— Exercise requirements —
Of all the entries below, retype only the lines from the one with "let _ = self.bus.publish(PipelineEvent::RewardIssued" through the one with "impl RewardsLedger for", exactly as they appear.

----- Working data -----

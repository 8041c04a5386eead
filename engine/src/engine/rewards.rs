//! Reward triggering - the Rewards Ledger collaborator seam
//!
//! Three reward events fire from the state machine: slot completion,
//! layer pass, and pipeline completion. Each writes an immutable ledger
//! entry and credits the agent's balance, exactly once per qualifying
//! (agent, event, scope) identity. Ledger failures must never fail the
//! submission that triggered them; the engine logs and continues.

use async_trait::async_trait;
use chrono::Utc;
use tracing::info;

use crate::events::{PipelineEvent, SharedEventBus};
use crate::state::{AgentId, RewardEntry, RewardReason, SharedStateStore, StageSlot};

/// Error type for ledger operations
#[derive(Debug, thiserror::Error)]
pub enum LedgerError {
    #[error("Store error: {0}")]
    StoreError(String),

    #[error("Ledger unavailable: {0}")]
    Unavailable(String),
}

/// Result type for ledger operations
pub type LedgerResult<T> = Result<T, LedgerError>;

/// External-collaborator seam for the rewards ledger
///
/// Contract: idempotent by identity and event - the same qualifying
/// (agent, event, scope) tuple is credited at most once; amounts are
/// never negative and never re-applied.
#[async_trait]
pub trait RewardsLedger: Send + Sync {
    /// Credit the per-slot reward for a completed slot
    ///
    /// Returns whether a new ledger entry was written.
    async fn award_slot_reward(
        &self,
        agent: &AgentId,
        slot: &StageSlot,
        amount: u64,
    ) -> LedgerResult<bool>;

    /// Credit the layer-pass bonus, once per agent per (claim, layer)
    async fn award_layer_bonus(
        &self,
        agent: &AgentId,
        claim_id: &str,
        layer: u32,
        amount: u64,
    ) -> LedgerResult<bool>;

    /// Credit the pipeline-completion bonus, once per agent per claim
    async fn award_pipeline_bonus(
        &self,
        agent: &AgentId,
        claim_id: &str,
        amount: u64,
    ) -> LedgerResult<bool>;

    /// Current token balance for an agent
    async fn balance(&self, agent: &AgentId) -> LedgerResult<u64>;
}

/// Store-backed rewards ledger
///
/// The ledger insert and balance increment share one store write section,
/// so concurrent reward events serialize and the balance never drifts
/// from the ledger sum.
pub struct TokenLedger {
    store: SharedStateStore,
    bus: SharedEventBus,
}

impl TokenLedger {
    /// Create a ledger over the given store
    pub fn new(store: SharedStateStore, bus: SharedEventBus) -> Self {
        Self { store, bus }
    }

    fn apply(&self, entry: RewardEntry) -> LedgerResult<bool> {
        let credited = self
            .store
            .credit(&entry)
            .map_err(|e| LedgerError::StoreError(e.to_string()))?;

        if credited {
            info!(
                agent = %entry.agent,
                reason = %entry.reason,
                amount = entry.amount,
                claim_id = %entry.claim_id,
                "Reward credited"
            );
            let _ = self.bus.publish(PipelineEvent::RewardIssued {
                agent: entry.agent.clone(),
                reason: entry.reason,
                amount: entry.amount,
                claim_id: entry.claim_id.clone(),
                timestamp: Utc::now(),
            });
        }
        Ok(credited)
    }
}

#[async_trait]
impl RewardsLedger for TokenLedger {
    async fn award_slot_reward(
        &self,
        agent: &AgentId,
        slot: &StageSlot,
        amount: u64,
    ) -> LedgerResult<bool> {
        let reason = match slot.slot_type {
            crate::state::SlotType::Work => RewardReason::WorkSlot,
            crate::state::SlotType::Consensus => RewardReason::ConsensusSlot,
        };
        self.apply(RewardEntry::for_slot(agent.clone(), reason, amount, slot))
    }

    async fn award_layer_bonus(
        &self,
        agent: &AgentId,
        claim_id: &str,
        layer: u32,
        amount: u64,
    ) -> LedgerResult<bool> {
        self.apply(RewardEntry::layer_bonus(
            agent.clone(),
            amount,
            claim_id.to_string(),
            layer,
        ))
    }

    async fn award_pipeline_bonus(
        &self,
        agent: &AgentId,
        claim_id: &str,
        amount: u64,
    ) -> LedgerResult<bool> {
        self.apply(RewardEntry::pipeline_bonus(
            agent.clone(),
            amount,
            claim_id.to_string(),
        ))
    }

    async fn balance(&self, agent: &AgentId) -> LedgerResult<u64> {
        self.store
            .balance(agent)
            .map_err(|e| LedgerError::StoreError(e.to_string()))
    }
}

-----

— Your response —
            let _ = self.bus.publish(PipelineEvent::RewardIssued {
                agent: entry.agent.clone(),
                reason: entry.reason,
                amount: entry.amount,
                claim_id: entry.claim_id.clone(),
                timestamp: Utc::now(),
            });
        }
        Ok(credited)
    }
}

#[async_trait]
impl RewardsLedger for TokenLedger {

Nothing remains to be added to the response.